I was watching an executive at Barclays PLC (yes, the same Barclays as Barclays Center) speak about the Barclays Investment Bank’s business model. He described it as a software company. They develop bespoke software products, give it away for free, and make money when it’s used. This is no different than any other technology company. He further went on to tell the audience that less than 10% of global trading of financial products is done by a human. As skillfully described in Michael Lewis’ Flashboys, trading is done electronically and within the milliseconds.
So what kind of skills are needed for these types of jobs? Computer science is an obvious first thought. At this point, no top executive will be able to run a company without at least a baseline understanding on how computer systems work.
So should we all run out and major in computer science? Not necessarily.
If you are interested in computers and like to code, then absolutely. However, there are other skills that might be more useful. The main criticism about CS students when trying to solve a problem is that computer scientists find a solution and stop there. They have very little interest in understanding the underlying issues. In my albeit limited observation of successful people and their college majors, physics has been the winner. Physics majors tend to look at the world with the mindset of “how did that happen?” and with rigorous mathematics, it’s a power discipline. Mathematics, chemistry, and biology majors have the same cache.
It used to be that having a bachelor’s degree from an American University really meant something. Non-western degrees just didn’t count. Now, any college degree counts. Most of these colleges will not even make it on the Shanghai ranking of 1000 colleges. It only has one college from India in the Academic Ranking of World Universities 2018. European degrees often don’t have the liberal arts requirements that US colleges do. Sadly, unless you went to a brand-name college, which Brooklyn College is not, then you are thrown in the pile with everyone that says they have college degrees from around the world.

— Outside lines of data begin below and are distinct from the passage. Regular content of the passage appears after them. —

//! Warehouse upload collaborator. The pipeline never owns an ambient
//! warehouse handle: the caller constructs an uploader once and passes
//! it in explicitly. Cleaning success and upload success are
//! independent signals; the cleaned artifact on disk survives a failed
//! upload.

use std::path::PathBuf;
use std::sync::atomic::{AtomicUsize, Ordering};
use std::time::Duration;

use polars::prelude::*;
use thiserror::Error;
use tracing::{info, warn};

use crate::schema::{self, WAREHOUSE_COLUMN_MAP};

#[derive(Debug, Error)]
pub enum UploadError {
    #[error("warehouse rejected chunk: {0}")]
    Rejected(String),

    #[error("upload retries exhausted after {attempts} attempts: {last}")]
    Exhausted { attempts: u32, last: String },

    #[error("Polars operation failed: {0}")]
    Polars(#[from] PolarsError),

    #[error("File I/O error: {0}")]
    Io(#[from] std::io::Error),
}

/// External upload collaborator: receives one prepared chunk at a time
/// and reports the number of rows accepted.
pub trait WarehouseUploader {
    fn upload(&self, frame: &DataFrame, table: &str) -> Result<usize, UploadError>;
}

#[derive(Debug, Clone)]
pub struct RetryPolicy {
    pub max_attempts: u32,
    pub base_delay: Duration,
}

impl Default for RetryPolicy {
    fn default() -> Self {
        Self {
            max_attempts: 3,
            base_delay: Duration::from_secs(1),
        }
    }
}

/// Renames cleaned columns to the warehouse schema and flattens the
/// boolean tracking flags to 0/1 integers. Columns outside the static
/// map stay behind.
pub fn prepare_for_warehouse(df: &DataFrame) -> Result<DataFrame, UploadError> {
    let mut selected: Vec<Column> = Vec::new();

    for (cleaned, warehouse) in WAREHOUSE_COLUMN_MAP {
        if !schema::has_column(df, cleaned) {
            continue;
        }
        let mut column = df.column(cleaned)?.clone();
        if column.dtype() == &DataType::Boolean {
            column = column.cast(&DataType::Int32)?;
        }
        column.rename(warehouse.into());
        selected.push(column);
    }

    Ok(DataFrame::new(selected)?)
}

/// Splits the prepared table into `chunk_size`-row slices and pushes
/// each through the collaborator, retrying with exponential backoff.
pub fn upload_with_retry(
    uploader: &dyn WarehouseUploader,
    df: &DataFrame,
    table: &str,
    chunk_size: usize,
    policy: &RetryPolicy,
) -> Result<usize, UploadError> {
    let prepared = prepare_for_warehouse(df)?;
    let total_rows = prepared.height();
    let chunk_size = chunk_size.max(1);
    let mut uploaded = 0usize;
    let mut offset = 0usize;

    while offset < total_rows {
        let len = chunk_size.min(total_rows - offset);
        let chunk = prepared.slice(offset as i64, len);
        uploaded += upload_chunk_with_retry(uploader, &chunk, table, policy)?;
        offset += len;
    }

    info!(table, rows = uploaded, "warehouse upload complete");
    Ok(uploaded)
}

fn upload_chunk_with_retry(
    uploader: &dyn WarehouseUploader,
    chunk: &DataFrame,
    table: &str,
    policy: &RetryPolicy,
) -> Result<usize, UploadError> {
    let mut last_error = String::new();

    for attempt in 0..policy.max_attempts {
        match uploader.upload(chunk, table) {
            Ok(rows) => return Ok(rows),
            Err(err) => {
                last_error = err.to_string();
                let remaining = policy.max_attempts - attempt - 1;
                warn!(
                    table,
                    attempt = attempt + 1,
                    remaining,
                    error = last_error.as_str(),
                    "chunk upload failed"
                );
                if remaining > 0 {
                    std::thread::sleep(policy.base_delay * 2u32.pow(attempt));
                }
            }
        }
    }

    Err(UploadError::Exhausted {
        attempts: policy.max_attempts,
        last: last_error,
    })
}

/// File-based stand-in for a live warehouse: each chunk lands as a CSV
/// file under `<dir>/<table>/chunk_NNNN.csv`.
pub struct DirectoryStageUploader {
    dir: PathBuf,
    counter: AtomicUsize,
}

impl DirectoryStageUploader {
    pub fn new(dir: impl Into<PathBuf>) -> Self {
        Self {
            dir: dir.into(),
            counter: AtomicUsize::new(0),
        }
    }
}

impl WarehouseUploader for DirectoryStageUploader {
    fn upload(&self, frame: &DataFrame, table: &str) -> Result<usize, UploadError> {
        let table_dir = self.dir.join(table);
        std::fs::create_dir_all(&table_dir)?;

        let index = self.counter.fetch_add(1, Ordering::SeqCst);
        let path = table_dir.join(format!("chunk_{index:04}.csv"));
        let mut file = std::fs::File::create(&path)?;
        let mut chunk = frame.clone();
        CsvWriter::new(&mut file)
            .include_header(true)
            .finish(&mut chunk)?;

        info!(path = %path.display(), rows = frame.height(), "staged warehouse chunk");
        Ok(frame.height())
    }
}
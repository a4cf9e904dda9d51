// crates/growth-cli/src/main.rs

use std::path::PathBuf;
use std::process::ExitCode;

use anyhow::{Context, Result};
use clap::Parser;
use tracing::{error, info};
use tracing_subscriber::EnvFilter;

use growth_core::config::Settings;
use growth_core::pipeline::{run_pipeline, PipelineConfig};
use growth_core::report::quality_report;
use growth_core::upload::DirectoryStageUploader;

/// Cleans a raw child-growth measurement export into an analysis-ready
/// table and optionally stages it for the warehouse.
#[derive(Parser, Debug)]
#[command(version, about, long_about = None)]
struct Cli {
    /// Raw measurement export (CSV).
    #[arg(long, default_value = "data/raw/measurements.csv")]
    input: PathBuf,

    /// Destination for the cleaned table.
    #[arg(long, default_value = "data/processed/cleaned_measurements.csv")]
    output: PathBuf,

    /// Optional TOML settings file (upload table, chunk size, retries).
    #[arg(long)]
    config: Option<PathBuf>,

    /// Skip the warehouse upload step (clean data only).
    #[arg(long)]
    no_upload: bool,

    /// Enable verbose logging.
    #[arg(long, short)]
    verbose: bool,
}

fn main() -> ExitCode {
    let cli = Cli::parse();

    let default_level = if cli.verbose { "debug" } else { "info" };
    tracing_subscriber::fmt()
        .with_env_filter(
            EnvFilter::try_from_default_env().unwrap_or_else(|_| EnvFilter::new(default_level)),
        )
        .init();

    match run(&cli) {
        Ok(()) => ExitCode::SUCCESS,
        Err(err) => {
            error!(error = format!("{err:#}"), "pipeline failed");
            ExitCode::FAILURE
        }
    }
}

fn run(cli: &Cli) -> Result<()> {
    let settings = match &cli.config {
        Some(path) => Settings::from_path(path)
            .with_context(|| format!("failed to load settings from {}", path.display()))?,
        None => Settings::default(),
    };

    let upload = (!cli.no_upload).then(|| settings.upload.clone());
    let uploader = upload
        .as_ref()
        .map(|settings| DirectoryStageUploader::new(settings.stage_dir.clone()));

    let config = PipelineConfig {
        input: cli.input.clone(),
        output: cli.output.clone(),
        upload,
    };

    let summary = run_pipeline(
        &config,
        uploader
            .as_ref()
            .map(|u| u as &dyn growth_core::upload::WarehouseUploader),
    )?;

    let cleaned = growth_core::ingest::read_cleaned_table(&config.output)?;
    println!("{}", quality_report(&cleaned)?);
    println!(
        "\nRun {}: {} raw -> {} cleaned ({} removed, {:.1}%)",
        summary.run_id,
        summary.raw_rows,
        summary.cleaned_rows,
        summary.removed(),
        summary.removal_percentage()
    );
    if let Some(rows) = summary.uploaded_rows {
        println!("Uploaded {rows} rows to the warehouse stage");
    }

    info!("pipeline completed successfully");
    Ok(())
}
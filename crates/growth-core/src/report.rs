//! Run-level reporting: per-stage counts, the serializable run summary
//! and the human-readable quality report.

use std::collections::{BTreeMap, HashSet};

use polars::prelude::*;
use serde::Serialize;
use tracing::{info, warn};
use uuid::Uuid;

use crate::error::Result;
use crate::normalize::days_to_date;
use crate::schema::{self, columns};

/// Removal share above which a stage logs a warning instead of info.
pub const REMOVAL_WARN_THRESHOLD: f64 = 10.0;

#[derive(Debug, Clone, Serialize)]
pub struct StageStats {
    pub stage: &'static str,
    pub rows_in: usize,
    pub rows_out: usize,
}

impl StageStats {
    pub fn new(stage: &'static str, rows_in: usize, rows_out: usize) -> Self {
        Self {
            stage,
            rows_in,
            rows_out,
        }
    }

    pub fn removed(&self) -> usize {
        self.rows_in - self.rows_out
    }

    pub fn removal_percentage(&self) -> f64 {
        if self.rows_in == 0 {
            0.0
        } else {
            self.removed() as f64 / self.rows_in as f64 * 100.0
        }
    }

    pub fn log(&self) {
        info!(
            stage = self.stage,
            rows_in = self.rows_in,
            rows_out = self.rows_out,
            removed = self.removed(),
            percentage = format!("{:.1}", self.removal_percentage()),
            "stage complete"
        );
        if self.removal_percentage() > REMOVAL_WARN_THRESHOLD {
            warn!(
                stage = self.stage,
                percentage = format!("{:.1}", self.removal_percentage()),
                "removal share above threshold"
            );
        }
    }
}

#[derive(Debug, Clone, Serialize)]
pub struct PipelineSummary {
    pub run_id: Uuid,
    pub raw_rows: usize,
    pub cleaned_rows: usize,
    pub stages: Vec<StageStats>,
    pub coercion_failures: BTreeMap<String, usize>,
    pub derivation_passed: bool,
    pub uploaded_rows: Option<usize>,
}

impl PipelineSummary {
    pub fn removed(&self) -> usize {
        self.raw_rows.saturating_sub(self.cleaned_rows)
    }

    pub fn removal_percentage(&self) -> f64 {
        if self.raw_rows == 0 {
            0.0
        } else {
            self.removed() as f64 / self.raw_rows as f64 * 100.0
        }
    }

    pub fn to_json(&self) -> serde_json::Result<String> {
        serde_json::to_string_pretty(self)
    }
}

/// Renders a plain-text quality report over a cleaned table: totals,
/// distinct children, capture-date range and remaining null counts.
pub fn quality_report(df: &DataFrame) -> Result<String> {
    let mut lines: Vec<String> = Vec::new();
    lines.push("=".repeat(70));
    lines.push("CHILD GROWTH DATA QUALITY REPORT".to_string());
    lines.push("=".repeat(70));
    lines.push(format!("Total records: {}", df.height()));

    if schema::has_column(df, columns::CHILD_ID) {
        let child = df.column(columns::CHILD_ID)?.cast(&DataType::Int64)?;
        let child = child.i64()?;
        let mut children: HashSet<i64> = HashSet::new();
        for idx in 0..child.len() {
            if let Some(id) = child.get(idx) {
                children.insert(id);
            }
        }
        lines.push(format!("Unique children: {}", children.len()));
    }

    if schema::has_column(df, columns::CAPTURE_DATE) {
        let date = df.column(columns::CAPTURE_DATE)?.cast(&DataType::Date)?;
        let date = date.date()?;
        let mut min_day: Option<i32> = None;
        let mut max_day: Option<i32> = None;
        for idx in 0..date.len() {
            if let Some(day) = date.get(idx) {
                min_day = Some(min_day.map_or(day, |m| m.min(day)));
                max_day = Some(max_day.map_or(day, |m| m.max(day)));
            }
        }
        if let (Some(min), Some(max)) = (min_day, max_day) {
            if let (Some(start), Some(end)) = (days_to_date(min), days_to_date(max)) {
                lines.push(format!("Date range: {start} to {end}"));
            }
        }
    }

    lines.push(String::new());
    lines.push("Missing data:".to_string());
    let mut any_missing = false;
    for column in df.get_columns() {
        let nulls = column.null_count();
        if nulls > 0 {
            any_missing = true;
            let pct = nulls as f64 / df.height().max(1) as f64 * 100.0;
            lines.push(format!("  {}: {} ({:.1}%)", column.name(), nulls, pct));
        }
    }
    if !any_missing {
        lines.push("  none".to_string());
    }

    Ok(lines.join("\n"))
}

None of this is to say that a college degree is not worth the time and energy. According to the Bureau of Labor Statistics, those with a college education earn more money and are less likely to be unemployed. What I am saying is to major in something that lets an employer know that you have worked hard and can handle difficult material.
Some might say that they want to have a career in what they majored in. Well, according to a 2010 Federal Reserve Bank of New York study, only 27% of college graduates have a career that is closely related to their major.
I had the first interview for my current job while I was studying for my abstract algebra final. It was a phone screening with the Managing Director of the New York office. I was in a pretty secluded spot in the library, so I took the call there. I told him about the class. We spent most of the call talking about group theory. Not too long after that, I began working for that company. Score one for math.